Data extract Start Marker
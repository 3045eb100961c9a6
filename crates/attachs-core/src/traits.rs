//! Core entity traits
//!
//! Shared by the attachment entity and the stores that persist it.

/// Primary key type
pub type Id = i64;

/// Trait for entities that have a primary key
pub trait Identifiable {
    fn id(&self) -> Option<Id>;
    fn is_persisted(&self) -> bool {
        self.id().is_some()
    }
    fn is_new_record(&self) -> bool {
        !self.is_persisted()
    }
}

/// Trait for lockable entities (optimistic locking)
///
/// Stores compare the version they hold against the persisted one and
/// reject the write when they differ. Versions stay non-negative: after
/// `i32::MAX` the counter restarts at 0.
pub trait Lockable {
    fn lock_version(&self) -> i32;

    fn next_lock_version(&self) -> i32 {
        if self.lock_version() == i32::MAX {
            0
        } else {
            self.lock_version() + 1
        }
    }
}
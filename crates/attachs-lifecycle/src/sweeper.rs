//! Lifecycle Sweeper
//!
//! Reclaims what normal traffic leaves behind: attachments never attached
//! within the retention window, and stored objects no processed attachment
//! references anymore. The trigger lives outside the engine.

use std::collections::HashMap;
use std::sync::Arc;
use std::time::Duration;

use attachs_core::{AttachsConfig, Id};
use chrono::{DateTime, Utc};
use tracing::{debug, info, instrument, warn};

use crate::error::AttachmentResult;
use crate::keys::StoredKey;
use crate::model::Attachment;
use crate::service::AttachmentService;
use crate::storage::{StorageBackend, StoredObject};
use crate::store::AttachmentStore;

/// Outcome of a sweep
#[derive(Debug, Clone, Copy, Default, PartialEq, Eq)]
pub struct SweepReport {
    /// Unattached attachments destroyed
    pub destroyed: usize,
    /// Candidates attached or removed since they were listed
    pub skipped: usize,
    /// Orphaned storage objects deleted
    pub reclaimed: usize,
}

pub struct LifecycleSweeper<St: AttachmentStore, S: StorageBackend> {
    service: Arc<AttachmentService<St, S>>,
    retention: Duration,
}

impl<St: AttachmentStore, S: StorageBackend> LifecycleSweeper<St, S> {
    pub fn new(service: Arc<AttachmentService<St, S>>, config: &AttachsConfig) -> Self {
        Self {
            service,
            retention: config.retention(),
        }
    }

    /// Oldest instant still inside the window; `None` when the window
    /// reaches past the representable range, so nothing is eligible
    fn cutoff(&self, now: DateTime<Utc>) -> Option<DateTime<Utc>> {
        chrono::Duration::from_std(self.retention)
            .ok()
            .and_then(|retention| now.checked_sub_signed(retention))
    }

    fn store(&self) -> &Arc<St> {
        self.service.processor().store()
    }

    fn storage(&self) -> &Arc<S> {
        self.service.processor().storage()
    }

    /// Unattached attachments past the retention window
    pub async fn expired(&self, now: DateTime<Utc>) -> AttachmentResult<Vec<Attachment>> {
        let Some(cutoff) = self.cutoff(now) else {
            debug!(retention = ?self.retention, "Retention window unbounded, nothing expired");
            return Ok(Vec::new());
        };
        self.store().find_unattached_older_than(cutoff).await
    }

    /// Destroy unattached attachments past the retention window
    ///
    /// Each candidate is re-read and deleted only while still unattached, so
    /// an attachment attached after listing survives.
    #[instrument(skip(self))]
    pub async fn sweep_unattached(&self, now: DateTime<Utc>) -> AttachmentResult<SweepReport> {
        let mut report = SweepReport::default();

        for candidate in self.expired(now).await? {
            let Some(id) = candidate.id else { continue };

            let current = match self.store().get(id).await? {
                Some(current) if current.is_unattached() => current,
                _ => {
                    debug!(id = id, "Sweep candidate attached or gone");
                    report.skipped += 1;
                    continue;
                }
            };

            if !self.store().delete_unattached(id).await? {
                report.skipped += 1;
                continue;
            }

            self.service.release(&current).await;
            report.destroyed += 1;
        }

        info!(
            destroyed = report.destroyed,
            skipped = report.skipped,
            "Unattached attachments swept"
        );
        Ok(report)
    }

    /// Stored objects past the retention window that nothing references
    pub async fn orphans(&self, now: DateTime<Utc>) -> AttachmentResult<Vec<StoredObject>> {
        let keys = self.service.processor().keys();
        let Some(cutoff) = self.cutoff(now) else {
            return Ok(Vec::new());
        };
        let objects = self.storage().list(&keys.prefixed("")).await?;

        let mut records: HashMap<Id, Option<Attachment>> = HashMap::new();
        let mut orphans = Vec::new();

        for object in objects {
            if object.last_modified >= cutoff {
                continue;
            }
            // default assets and foreign files
            let Some(key) = keys.parse(&object.path) else {
                continue;
            };

            let id = key.attachment_id();
            if !records.contains_key(&id) {
                let record = self.store().get(id).await?;
                records.insert(id, record);
            }

            let orphaned = match (key, records.get(&id).and_then(Option::as_ref)) {
                (_, None) => true,
                (StoredKey::Staging(_), Some(attachment)) => attachment.is_processed(),
                (StoredKey::Style(_), Some(attachment)) => {
                    attachment.is_processed()
                        && !self.service.stored_paths(attachment).contains(&object.path)
                }
            };
            if orphaned {
                orphans.push(object);
            }
        }

        Ok(orphans)
    }

    /// Delete orphaned storage objects
    #[instrument(skip(self))]
    pub async fn reclaim_orphans(&self, now: DateTime<Utc>) -> AttachmentResult<usize> {
        let mut reclaimed = 0;
        for object in self.orphans(now).await? {
            match self.storage().delete(&object.path).await {
                Ok(()) => reclaimed += 1,
                Err(e) => warn!(path = %object.path, error = %e, "Failed to reclaim orphan"),
            }
        }

        info!(reclaimed = reclaimed, "Orphaned objects reclaimed");
        Ok(reclaimed)
    }

    /// Sweep unattached attachments, then reclaim orphans
    pub async fn run(&self, now: DateTime<Utc>) -> AttachmentResult<SweepReport> {
        let mut report = self.sweep_unattached(now).await?;
        report.reclaimed = self.reclaim_orphans(now).await?;
        Ok(report)
    }
}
Data extract End Marker
Repeat the full set of records above character for character.

◆ Exercise result
repository 3045eb100961c9a6
filename crates/attachs-core/src/traits.rs
//! Core entity traits
//!
//! Shared by the attachment entity and the stores that persist it.

/// Primary key type
pub type Id = i64;

/// Trait for entities that have a primary key
pub trait Identifiable {
    fn id(&self) -> Option<Id>;
    fn is_persisted(&self) -> bool {
        self.id().is_some()
    }
    fn is_new_record(&self) -> bool {
        !self.is_persisted()
    }
}

/// Trait for lockable entities (optimistic locking)
///
/// Stores compare the version they hold against the persisted one and
/// reject the write when they differ. Versions stay non-negative: after
/// `i32::MAX` the counter restarts at 0.
pub trait Lockable {
    fn lock_version(&self) -> i32;

    fn next_lock_version(&self) -> i32 {
        if self.lock_version() == i32::MAX {
            0
        } else {
            self.lock_version() + 1
        }
    }
}
filename crates/attachs-lifecycle/src/sweeper.rs
//! Lifecycle Sweeper
//!
//! Reclaims what normal traffic leaves behind: attachments never attached
//! within the retention window, and stored objects no processed attachment
//! references anymore. The trigger lives outside the engine.

use std::collections::HashMap;
use std::sync::Arc;
use std::time::Duration;

use attachs_core::{AttachsConfig, Id};
use chrono::{DateTime, Utc};
use tracing::{debug, info, instrument, warn};

use crate::error::AttachmentResult;
use crate::keys::StoredKey;
use crate::model::Attachment;
use crate::service::AttachmentService;
use crate::storage::{StorageBackend, StoredObject};
use crate::store::AttachmentStore;

/// Outcome of a sweep
#[derive(Debug, Clone, Copy, Default, PartialEq, Eq)]
pub struct SweepReport {
    /// Unattached attachments destroyed
    pub destroyed: usize,
    /// Candidates attached or removed since they were listed
    pub skipped: usize,
    /// Orphaned storage objects deleted
    pub reclaimed: usize,
}

pub struct LifecycleSweeper<St: AttachmentStore, S: StorageBackend> {
    service: Arc<AttachmentService<St, S>>,
    retention: Duration,
}

impl<St: AttachmentStore, S: StorageBackend> LifecycleSweeper<St, S> {
    pub fn new(service: Arc<AttachmentService<St, S>>, config: &AttachsConfig) -> Self {
        Self {
            service,
            retention: config.retention(),
        }
    }

    /// Oldest instant still inside the window; `None` when the window
    /// reaches past the representable range, so nothing is eligible
    fn cutoff(&self, now: DateTime<Utc>) -> Option<DateTime<Utc>> {
        chrono::Duration::from_std(self.retention)
            .ok()
            .and_then(|retention| now.checked_sub_signed(retention))
    }

    fn store(&self) -> &Arc<St> {
        self.service.processor().store()
    }

    fn storage(&self) -> &Arc<S> {
        self.service.processor().storage()
    }

    /// Unattached attachments past the retention window
    pub async fn expired(&self, now: DateTime<Utc>) -> AttachmentResult<Vec<Attachment>> {
        let Some(cutoff) = self.cutoff(now) else {
            debug!(retention = ?self.retention, "Retention window unbounded, nothing expired");
            return Ok(Vec::new());
        };
        self.store().find_unattached_older_than(cutoff).await
    }

    /// Destroy unattached attachments past the retention window
    ///
    /// Each candidate is re-read and deleted only while still unattached, so
    /// an attachment attached after listing survives.
    #[instrument(skip(self))]
    pub async fn sweep_unattached(&self, now: DateTime<Utc>) -> AttachmentResult<SweepReport> {
        let mut report = SweepReport::default();

        for candidate in self.expired(now).await? {
            let Some(id) = candidate.id else { continue };

            let current = match self.store().get(id).await? {
                Some(current) if current.is_unattached() => current,
                _ => {
                    debug!(id = id, "Sweep candidate attached or gone");
                    report.skipped += 1;
                    continue;
                }
            };

            if !self.store().delete_unattached(id).await? {
                report.skipped += 1;
                continue;
            }

            self.service.release(&current).await;
            report.destroyed += 1;
        }

        info!(
            destroyed = report.destroyed,
            skipped = report.skipped,
            "Unattached attachments swept"
        );
        Ok(report)
    }

    /// Stored objects past the retention window that nothing references
    pub async fn orphans(&self, now: DateTime<Utc>) -> AttachmentResult<Vec<StoredObject>> {
        let keys = self.service.processor().keys();
        let Some(cutoff) = self.cutoff(now) else {
            return Ok(Vec::new());
        };
        let objects = self.storage().list(&keys.prefixed("")).await?;

        let mut records: HashMap<Id, Option<Attachment>> = HashMap::new();
        let mut orphans = Vec::new();

        for object in objects {
            if object.last_modified >= cutoff {
                continue;
            }
            // default assets and foreign files
            let Some(key) = keys.parse(&object.path) else {
                continue;
            };

            let id = key.attachment_id();
            if !records.contains_key(&id) {
                let record = self.store().get(id).await?;
                records.insert(id, record);
            }

            let orphaned = match (key, records.get(&id).and_then(Option::as_ref)) {
                (_, None) => true,
                (StoredKey::Staging(_), Some(attachment)) => attachment.is_processed(),
                (StoredKey::Style(_), Some(attachment)) => {
                    attachment.is_processed()
                        && !self.service.stored_paths(attachment).contains(&object.path)
                }
            };
            if orphaned {
                orphans.push(object);
            }
        }

        Ok(orphans)
    }

    /// Delete orphaned storage objects
    #[instrument(skip(self))]
    pub async fn reclaim_orphans(&self, now: DateTime<Utc>) -> AttachmentResult<usize> {
        let mut reclaimed = 0;
        for object in self.orphans(now).await? {
            match self.storage().delete(&object.path).await {
                Ok(()) => reclaimed += 1,
                Err(e) => warn!(path = %object.path, error = %e, "Failed to reclaim orphan"),
            }
        }

        info!(reclaimed = reclaimed, "Orphaned objects reclaimed");
        Ok(reclaimed)
    }

    /// Sweep unattached attachments, then reclaim orphans
    pub async fn run(&self, now: DateTime<Utc>) -> AttachmentResult<SweepReport> {
        let mut report = self.sweep_unattached(now).await?;
        report.reclaimed = self.reclaim_orphans(now).await?;
        Ok(report)
    }
}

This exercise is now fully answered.